## ABOUT THIS EXERCISE
The records shown below are to be repeated exactly and completely.
--
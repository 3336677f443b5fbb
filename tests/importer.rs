mod common;

use image::{DynamicImage, GrayImage, ImageFormat, Luma};
use thermal_raster::{Config, DecodeReason, Pixels, RasterImporter};

#[test]
fn large_source_fits_box() {
    common::init();
    let importer = RasterImporter::default();

    for &(sw, sh, tw, th) in &[
        (1600, 800, 384, 192),
        (600, 1200, 200, 384),
        (1000, 300, 384, 384),
        (900, 901, 384, 500),
    ] {
        let raster = importer.import(&common::png(sw, sh), tw, th).unwrap();
        assert!(
            raster.width() <= tw && raster.height() <= th,
            "{}x{} into {}x{} gave {:?}",
            sw,
            sh,
            tw,
            th,
            raster.dimensions()
        );
    }
}

#[test]
fn small_source_is_not_upscaled() {
    common::init();
    let raster = RasterImporter::default()
        .import(&common::png(100, 50), 384, 384)
        .unwrap();
    assert_eq!(raster.dimensions(), (100, 50));
}

#[test]
fn matching_aspect_is_preserved() {
    common::init();
    let importer = RasterImporter::default();

    for &(sw, sh, tw, th) in &[
        (1600, 800, 384, 192),
        (1000, 750, 384, 288),
        (777, 333, 259, 111),
        (640, 1280, 192, 384),
    ] {
        let raster = importer.import(&common::png(sw, sh), tw, th).unwrap();
        let expected_height = raster.width() as f32 * th as f32 / tw as f32;
        assert!(
            (raster.height() as f32 - expected_height).abs() <= 1.0,
            "{}x{} into {}x{} gave {:?}",
            sw,
            sh,
            tw,
            th,
            raster.dimensions()
        );
    }
}

#[test]
fn exact_box_for_matching_aspect() {
    let raster = RasterImporter::default()
        .import(&common::png(1600, 800), 384, 192)
        .unwrap();
    assert_eq!(raster.dimensions(), (384, 192));
}

#[test]
fn sideways_source_scales_against_rotated_box() {
    // A landscape source in a portrait box is fitted as if the box were
    // turned, so it may overflow the requested width.
    let raster = RasterImporter::default()
        .import(&common::png(1000, 500), 384, 800)
        .unwrap();
    assert_eq!(raster.dimensions(), (768, 384));
}

#[test]
fn jpeg_sources_decode() {
    let bytes = common::encode(&common::gradient(800, 600), ImageFormat::Jpeg);
    let raster = RasterImporter::default().import(&bytes, 384, 288).unwrap();
    assert_eq!(raster.dimensions(), (384, 288));
}

#[test]
fn grayscale_is_normalized_to_argb() {
    let gray = DynamicImage::ImageLuma8(GrayImage::from_pixel(4, 4, Luma([0x40])));
    let bytes = common::encode(&gray, ImageFormat::Png);
    let raster = RasterImporter::default().import(&bytes, 384, 384).unwrap();

    match raster.pixels() {
        Pixels::Argb8888(pixels) => {
            assert_eq!(pixels.len(), 16);
            assert!(pixels.iter().all(|&p| p == 0xFF40_4040));
        }
        other => panic!("expected argb pixels, got {:?}", other),
    }
}

#[test]
fn buffer_matches_dimensions() {
    let raster = RasterImporter::default()
        .import(&common::png(1234, 567), 384, 300)
        .unwrap();
    assert_eq!(
        raster.pixels().len(),
        (raster.width() * raster.height()) as usize
    );
}

#[test]
fn garbage_is_unparseable() {
    common::init();
    let err = RasterImporter::default()
        .import(b"definitely not an image", 384, 384)
        .unwrap_err();
    assert_eq!(err.reason, DecodeReason::UnparseableSource);
    assert_eq!(err.source_size, None);
}

#[test]
fn truncated_source_is_unparseable() {
    let bytes = common::encode(&common::noise(128, 128), ImageFormat::Png);
    let err = RasterImporter::default()
        .import(&bytes[..bytes.len() / 2], 384, 384)
        .unwrap_err();
    assert_eq!(err.reason, DecodeReason::UnparseableSource);
    assert_eq!(err.source_size, Some((128, 128)));
}

#[test]
fn empty_source() {
    let err = RasterImporter::default().import(&[], 384, 384).unwrap_err();
    assert_eq!(err.reason, DecodeReason::EmptySource);
}

#[test]
fn zero_sized_header_is_empty() {
    common::init();
    let importer = RasterImporter::default();
    let intact = importer
        .import(&common::png_with_header_size(4, 4), 384, 384)
        .unwrap();
    assert_eq!(intact.dimensions(), (4, 4));

    let err = importer
        .import(&common::png_with_header_size(0, 4), 384, 384)
        .unwrap_err();
    assert_eq!(err.reason, DecodeReason::EmptySource);
    assert_eq!(err.source_size, Some((0, 4)));

    let mut gif = b"GIF89a".to_vec();
    gif.extend_from_slice(&[0, 0, 4, 0, 0, 0, 0, 0x3B]);
    let err = importer.import(&gif, 384, 384).unwrap_err();
    assert_eq!(err.reason, DecodeReason::EmptySource);
    assert_eq!(err.source_size, Some((0, 4)));
}

#[test]
fn zero_target_is_rejected() {
    let bytes = common::png(10, 10);
    let importer = RasterImporter::default();

    let err = importer.import(&bytes, 0, 100).unwrap_err();
    assert_eq!(err.reason, DecodeReason::InvalidTargetDimensions);
    let err = importer.import(&bytes, 100, 0).unwrap_err();
    assert_eq!(err.reason, DecodeReason::InvalidTargetDimensions);
    assert_eq!((err.target_width, err.target_height), (100, 0));
}

#[test]
fn allocation_cap_is_enforced() {
    let importer = RasterImporter::new(Config::new().max_alloc(Some(1024)));
    let err = importer.import(&common::png(256, 256), 384, 384).unwrap_err();
    assert_eq!(err.reason, DecodeReason::SourceTooLarge);
    assert_eq!(err.source_size, Some((256, 256)));
}

#[test]
fn error_message_names_reason_and_sizes() {
    let bytes = common::encode(&common::noise(64, 32), ImageFormat::Png);
    let err = RasterImporter::default()
        .import(&bytes[..bytes.len() / 2], 20, 10)
        .unwrap_err();
    assert_eq!(
        err.to_string(),
        "unparseable-source: target 20x10, source 64x32"
    );
}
--
## EXERCISE ANSWER
repository 3336677f443b5fbb
filename tests/importer.rs
mod common;

use image::{DynamicImage, GrayImage, ImageFormat, Luma};
use thermal_raster::{Config, DecodeReason, Pixels, RasterImporter};

#[test]
fn large_source_fits_box() {
    common::init();
    let importer = RasterImporter::default();

    for &(sw, sh, tw, th) in &[
        (1600, 800, 384, 192),
        (600, 1200, 200, 384),
        (1000, 300, 384, 384),
        (900, 901, 384, 500),
    ] {
        let raster = importer.import(&common::png(sw, sh), tw, th).unwrap();
        assert!(
            raster.width() <= tw && raster.height() <= th,
            "{}x{} into {}x{} gave {:?}",
            sw,
            sh,
            tw,
            th,
            raster.dimensions()
        );
    }
}

#[test]
fn small_source_is_not_upscaled() {
    common::init();
    let raster = RasterImporter::default()
        .import(&common::png(100, 50), 384, 384)
        .unwrap();
    assert_eq!(raster.dimensions(), (100, 50));
}

#[test]
fn matching_aspect_is_preserved() {
    common::init();
    let importer = RasterImporter::default();

    for &(sw, sh, tw, th) in &[
        (1600, 800, 384, 192),
        (1000, 750, 384, 288),
        (777, 333, 259, 111),
        (640, 1280, 192, 384),
    ] {
        let raster = importer.import(&common::png(sw, sh), tw, th).unwrap();
        let expected_height = raster.width() as f32 * th as f32 / tw as f32;
        assert!(
            (raster.height() as f32 - expected_height).abs() <= 1.0,
            "{}x{} into {}x{} gave {:?}",
            sw,
            sh,
            tw,
            th,
            raster.dimensions()
        );
    }
}

#[test]
fn exact_box_for_matching_aspect() {
    let raster = RasterImporter::default()
        .import(&common::png(1600, 800), 384, 192)
        .unwrap();
    assert_eq!(raster.dimensions(), (384, 192));
}

#[test]
fn sideways_source_scales_against_rotated_box() {
    // A landscape source in a portrait box is fitted as if the box were
    // turned, so it may overflow the requested width.
    let raster = RasterImporter::default()
        .import(&common::png(1000, 500), 384, 800)
        .unwrap();
    assert_eq!(raster.dimensions(), (768, 384));
}

#[test]
fn jpeg_sources_decode() {
    let bytes = common::encode(&common::gradient(800, 600), ImageFormat::Jpeg);
    let raster = RasterImporter::default().import(&bytes, 384, 288).unwrap();
    assert_eq!(raster.dimensions(), (384, 288));
}

#[test]
fn grayscale_is_normalized_to_argb() {
    let gray = DynamicImage::ImageLuma8(GrayImage::from_pixel(4, 4, Luma([0x40])));
    let bytes = common::encode(&gray, ImageFormat::Png);
    let raster = RasterImporter::default().import(&bytes, 384, 384).unwrap();

    match raster.pixels() {
        Pixels::Argb8888(pixels) => {
            assert_eq!(pixels.len(), 16);
            assert!(pixels.iter().all(|&p| p == 0xFF40_4040));
        }
        other => panic!("expected argb pixels, got {:?}", other),
    }
}

#[test]
fn buffer_matches_dimensions() {
    let raster = RasterImporter::default()
        .import(&common::png(1234, 567), 384, 300)
        .unwrap();
    assert_eq!(
        raster.pixels().len(),
        (raster.width() * raster.height()) as usize
    );
}

#[test]
fn garbage_is_unparseable() {
    common::init();
    let err = RasterImporter::default()
        .import(b"definitely not an image", 384, 384)
        .unwrap_err();
    assert_eq!(err.reason, DecodeReason::UnparseableSource);
    assert_eq!(err.source_size, None);
}

#[test]
fn truncated_source_is_unparseable() {
    let bytes = common::encode(&common::noise(128, 128), ImageFormat::Png);
    let err = RasterImporter::default()
        .import(&bytes[..bytes.len() / 2], 384, 384)
        .unwrap_err();
    assert_eq!(err.reason, DecodeReason::UnparseableSource);
    assert_eq!(err.source_size, Some((128, 128)));
}

#[test]
fn empty_source() {
    let err = RasterImporter::default().import(&[], 384, 384).unwrap_err();
    assert_eq!(err.reason, DecodeReason::EmptySource);
}

#[test]
fn zero_sized_header_is_empty() {
    common::init();
    let importer = RasterImporter::default();
    let intact = importer
        .import(&common::png_with_header_size(4, 4), 384, 384)
        .unwrap();
    assert_eq!(intact.dimensions(), (4, 4));

    let err = importer
        .import(&common::png_with_header_size(0, 4), 384, 384)
        .unwrap_err();
    assert_eq!(err.reason, DecodeReason::EmptySource);
    assert_eq!(err.source_size, Some((0, 4)));

    let mut gif = b"GIF89a".to_vec();
    gif.extend_from_slice(&[0, 0, 4, 0, 0, 0, 0, 0x3B]);
    let err = importer.import(&gif, 384, 384).unwrap_err();
    assert_eq!(err.reason, DecodeReason::EmptySource);
    assert_eq!(err.source_size, Some((0, 4)));
}

#[test]
fn zero_target_is_rejected() {
    let bytes = common::png(10, 10);
    let importer = RasterImporter::default();

    let err = importer.import(&bytes, 0, 100).unwrap_err();
    assert_eq!(err.reason, DecodeReason::InvalidTargetDimensions);
    let err = importer.import(&bytes, 100, 0).unwrap_err();
    assert_eq!(err.reason, DecodeReason::InvalidTargetDimensions);
    assert_eq!((err.target_width, err.target_height), (100, 0));
}

#[test]
fn allocation_cap_is_enforced() {
    let importer = RasterImporter::new(Config::new().max_alloc(Some(1024)));
    let err = importer.import(&common::png(256, 256), 384, 384).unwrap_err();
    assert_eq!(err.reason, DecodeReason::SourceTooLarge);
    assert_eq!(err.source_size, Some((256, 256)));
}

#[test]
fn error_message_names_reason_and_sizes() {
    let bytes = common::encode(&common::noise(64, 32), ImageFormat::Png);
    let err = RasterImporter::default()
        .import(&bytes[..bytes.len() / 2], 20, 10)
        .unwrap_err();
    assert_eq!(
        err.to_string(),
        "unparseable-source: target 20x10, source 64x32"
    );
}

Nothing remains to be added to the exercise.